## DATA FOR THE TASK
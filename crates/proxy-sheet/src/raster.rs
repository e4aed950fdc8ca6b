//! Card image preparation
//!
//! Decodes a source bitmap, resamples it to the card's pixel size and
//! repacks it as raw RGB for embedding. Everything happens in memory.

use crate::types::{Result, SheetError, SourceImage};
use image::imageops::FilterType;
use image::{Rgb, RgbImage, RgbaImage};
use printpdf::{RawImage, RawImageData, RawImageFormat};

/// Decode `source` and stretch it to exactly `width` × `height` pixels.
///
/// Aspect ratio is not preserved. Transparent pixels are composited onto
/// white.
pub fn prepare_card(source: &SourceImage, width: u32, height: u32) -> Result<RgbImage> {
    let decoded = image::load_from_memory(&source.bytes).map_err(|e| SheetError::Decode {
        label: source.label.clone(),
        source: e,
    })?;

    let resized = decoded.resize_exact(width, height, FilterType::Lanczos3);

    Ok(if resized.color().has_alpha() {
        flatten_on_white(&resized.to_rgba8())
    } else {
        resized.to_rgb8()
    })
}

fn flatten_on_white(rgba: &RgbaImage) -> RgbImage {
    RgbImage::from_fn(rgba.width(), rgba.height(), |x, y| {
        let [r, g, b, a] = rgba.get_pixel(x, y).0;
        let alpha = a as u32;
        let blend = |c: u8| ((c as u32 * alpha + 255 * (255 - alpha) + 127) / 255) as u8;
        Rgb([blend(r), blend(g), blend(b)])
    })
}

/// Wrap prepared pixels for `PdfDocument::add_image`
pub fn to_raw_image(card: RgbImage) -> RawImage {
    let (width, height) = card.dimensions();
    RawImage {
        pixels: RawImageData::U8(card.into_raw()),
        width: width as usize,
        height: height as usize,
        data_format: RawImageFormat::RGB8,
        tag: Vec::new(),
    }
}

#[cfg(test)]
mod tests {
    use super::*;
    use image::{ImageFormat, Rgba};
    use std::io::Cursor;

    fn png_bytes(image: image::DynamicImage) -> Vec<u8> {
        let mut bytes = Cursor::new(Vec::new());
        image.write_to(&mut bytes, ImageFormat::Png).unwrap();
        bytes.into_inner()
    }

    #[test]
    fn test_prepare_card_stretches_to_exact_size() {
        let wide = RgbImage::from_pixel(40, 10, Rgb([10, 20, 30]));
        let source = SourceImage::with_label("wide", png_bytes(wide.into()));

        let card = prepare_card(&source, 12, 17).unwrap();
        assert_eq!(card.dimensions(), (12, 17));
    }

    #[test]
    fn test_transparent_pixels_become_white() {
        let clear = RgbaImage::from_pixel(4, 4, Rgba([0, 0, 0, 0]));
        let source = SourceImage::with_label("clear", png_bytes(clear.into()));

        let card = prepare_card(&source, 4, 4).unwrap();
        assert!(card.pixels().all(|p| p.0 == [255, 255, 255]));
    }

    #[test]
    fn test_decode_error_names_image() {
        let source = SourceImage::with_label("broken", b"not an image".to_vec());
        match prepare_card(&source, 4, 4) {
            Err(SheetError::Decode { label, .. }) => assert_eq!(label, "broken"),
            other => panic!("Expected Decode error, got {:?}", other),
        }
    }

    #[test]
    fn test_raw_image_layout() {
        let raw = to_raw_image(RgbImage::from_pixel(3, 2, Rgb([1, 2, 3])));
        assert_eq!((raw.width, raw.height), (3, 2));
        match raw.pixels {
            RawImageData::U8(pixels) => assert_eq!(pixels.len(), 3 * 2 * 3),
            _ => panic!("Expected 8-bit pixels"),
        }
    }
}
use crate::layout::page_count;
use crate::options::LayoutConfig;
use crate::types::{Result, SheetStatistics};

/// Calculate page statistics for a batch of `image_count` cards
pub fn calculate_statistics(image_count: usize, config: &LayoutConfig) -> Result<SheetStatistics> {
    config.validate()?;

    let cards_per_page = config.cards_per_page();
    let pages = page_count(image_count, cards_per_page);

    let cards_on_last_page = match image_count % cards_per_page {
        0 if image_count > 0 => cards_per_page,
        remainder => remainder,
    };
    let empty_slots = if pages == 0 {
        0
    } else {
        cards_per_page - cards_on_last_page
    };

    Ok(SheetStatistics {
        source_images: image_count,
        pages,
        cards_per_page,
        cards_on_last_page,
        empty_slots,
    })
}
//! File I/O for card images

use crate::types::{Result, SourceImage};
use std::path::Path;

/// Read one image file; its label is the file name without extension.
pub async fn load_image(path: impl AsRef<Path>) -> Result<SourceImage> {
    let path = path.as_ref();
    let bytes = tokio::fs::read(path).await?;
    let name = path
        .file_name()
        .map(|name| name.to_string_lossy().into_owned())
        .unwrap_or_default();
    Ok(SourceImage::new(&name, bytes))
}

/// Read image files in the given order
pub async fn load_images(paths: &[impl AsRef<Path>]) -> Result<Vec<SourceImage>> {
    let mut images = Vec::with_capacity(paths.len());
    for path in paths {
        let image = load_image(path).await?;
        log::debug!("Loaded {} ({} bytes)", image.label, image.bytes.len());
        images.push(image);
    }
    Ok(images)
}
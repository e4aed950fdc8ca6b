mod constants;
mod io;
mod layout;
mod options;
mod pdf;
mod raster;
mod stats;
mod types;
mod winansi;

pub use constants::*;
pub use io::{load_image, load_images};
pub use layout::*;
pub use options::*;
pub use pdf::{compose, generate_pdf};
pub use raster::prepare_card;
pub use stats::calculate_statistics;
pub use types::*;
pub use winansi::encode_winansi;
---
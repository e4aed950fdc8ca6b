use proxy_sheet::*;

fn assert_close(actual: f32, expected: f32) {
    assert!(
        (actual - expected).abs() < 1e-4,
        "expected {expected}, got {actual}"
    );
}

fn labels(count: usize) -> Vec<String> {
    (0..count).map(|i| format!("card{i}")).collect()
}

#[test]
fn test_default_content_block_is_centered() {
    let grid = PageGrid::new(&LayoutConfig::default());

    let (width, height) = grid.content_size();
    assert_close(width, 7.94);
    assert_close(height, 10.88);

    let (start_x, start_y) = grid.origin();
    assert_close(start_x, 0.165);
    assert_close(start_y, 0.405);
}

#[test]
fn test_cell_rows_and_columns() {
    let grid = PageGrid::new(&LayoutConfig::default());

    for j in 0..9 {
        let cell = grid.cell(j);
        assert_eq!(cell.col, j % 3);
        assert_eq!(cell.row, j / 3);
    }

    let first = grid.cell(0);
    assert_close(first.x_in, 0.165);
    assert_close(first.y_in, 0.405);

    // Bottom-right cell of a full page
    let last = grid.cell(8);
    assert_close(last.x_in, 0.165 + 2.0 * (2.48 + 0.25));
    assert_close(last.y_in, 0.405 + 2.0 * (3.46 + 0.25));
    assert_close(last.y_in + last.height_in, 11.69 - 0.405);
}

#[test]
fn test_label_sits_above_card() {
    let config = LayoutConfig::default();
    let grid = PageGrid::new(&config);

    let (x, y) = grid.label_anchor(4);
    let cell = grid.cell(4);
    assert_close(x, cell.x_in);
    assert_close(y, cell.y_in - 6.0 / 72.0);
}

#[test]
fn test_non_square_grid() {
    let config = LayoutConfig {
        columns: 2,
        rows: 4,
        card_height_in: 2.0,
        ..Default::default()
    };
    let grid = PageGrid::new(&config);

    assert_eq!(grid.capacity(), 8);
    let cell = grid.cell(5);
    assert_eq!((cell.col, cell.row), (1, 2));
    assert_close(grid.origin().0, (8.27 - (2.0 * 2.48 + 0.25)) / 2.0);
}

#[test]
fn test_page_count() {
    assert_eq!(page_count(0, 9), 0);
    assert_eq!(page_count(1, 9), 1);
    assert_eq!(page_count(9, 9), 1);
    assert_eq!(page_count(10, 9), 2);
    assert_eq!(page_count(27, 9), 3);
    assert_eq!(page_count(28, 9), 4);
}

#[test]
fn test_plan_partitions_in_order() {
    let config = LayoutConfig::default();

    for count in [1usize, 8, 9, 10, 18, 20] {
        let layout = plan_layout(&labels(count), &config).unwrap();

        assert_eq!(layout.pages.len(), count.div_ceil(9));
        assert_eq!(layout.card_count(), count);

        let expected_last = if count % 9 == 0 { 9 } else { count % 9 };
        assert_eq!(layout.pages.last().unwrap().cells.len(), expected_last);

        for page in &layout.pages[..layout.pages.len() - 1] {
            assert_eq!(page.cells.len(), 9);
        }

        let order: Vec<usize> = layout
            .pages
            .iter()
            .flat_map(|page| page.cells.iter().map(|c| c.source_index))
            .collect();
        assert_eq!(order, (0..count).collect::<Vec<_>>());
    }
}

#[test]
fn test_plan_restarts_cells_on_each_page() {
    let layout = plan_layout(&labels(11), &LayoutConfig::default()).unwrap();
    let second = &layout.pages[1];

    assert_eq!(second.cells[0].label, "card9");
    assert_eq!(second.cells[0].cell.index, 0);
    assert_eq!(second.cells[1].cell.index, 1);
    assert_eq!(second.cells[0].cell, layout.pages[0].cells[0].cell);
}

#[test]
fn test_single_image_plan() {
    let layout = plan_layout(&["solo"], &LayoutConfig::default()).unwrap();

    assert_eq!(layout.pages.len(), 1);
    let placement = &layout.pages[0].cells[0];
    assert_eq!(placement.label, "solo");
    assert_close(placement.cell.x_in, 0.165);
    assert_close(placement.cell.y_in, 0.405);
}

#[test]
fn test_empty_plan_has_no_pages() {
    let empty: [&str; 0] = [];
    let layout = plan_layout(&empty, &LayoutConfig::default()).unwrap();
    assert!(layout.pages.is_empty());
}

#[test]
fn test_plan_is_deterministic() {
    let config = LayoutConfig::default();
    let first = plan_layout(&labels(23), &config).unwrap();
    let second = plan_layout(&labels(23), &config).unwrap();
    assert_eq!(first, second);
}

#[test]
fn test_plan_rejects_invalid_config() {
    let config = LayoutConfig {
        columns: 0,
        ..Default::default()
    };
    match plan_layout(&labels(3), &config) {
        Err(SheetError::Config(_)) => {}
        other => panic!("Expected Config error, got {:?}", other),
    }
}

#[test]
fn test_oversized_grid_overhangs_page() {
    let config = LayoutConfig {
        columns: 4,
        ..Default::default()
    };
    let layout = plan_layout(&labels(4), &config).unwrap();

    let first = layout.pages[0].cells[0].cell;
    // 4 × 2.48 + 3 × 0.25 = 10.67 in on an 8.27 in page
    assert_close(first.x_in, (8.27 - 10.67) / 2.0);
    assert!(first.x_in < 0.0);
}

## EXERCISE REQUIREMENTS
Look through the records and copy every line that has the word "dimensions".

## TASK RESULT
    let (width, height) = card.dimensions();
        assert_eq!(card.dimensions(), (12, 17));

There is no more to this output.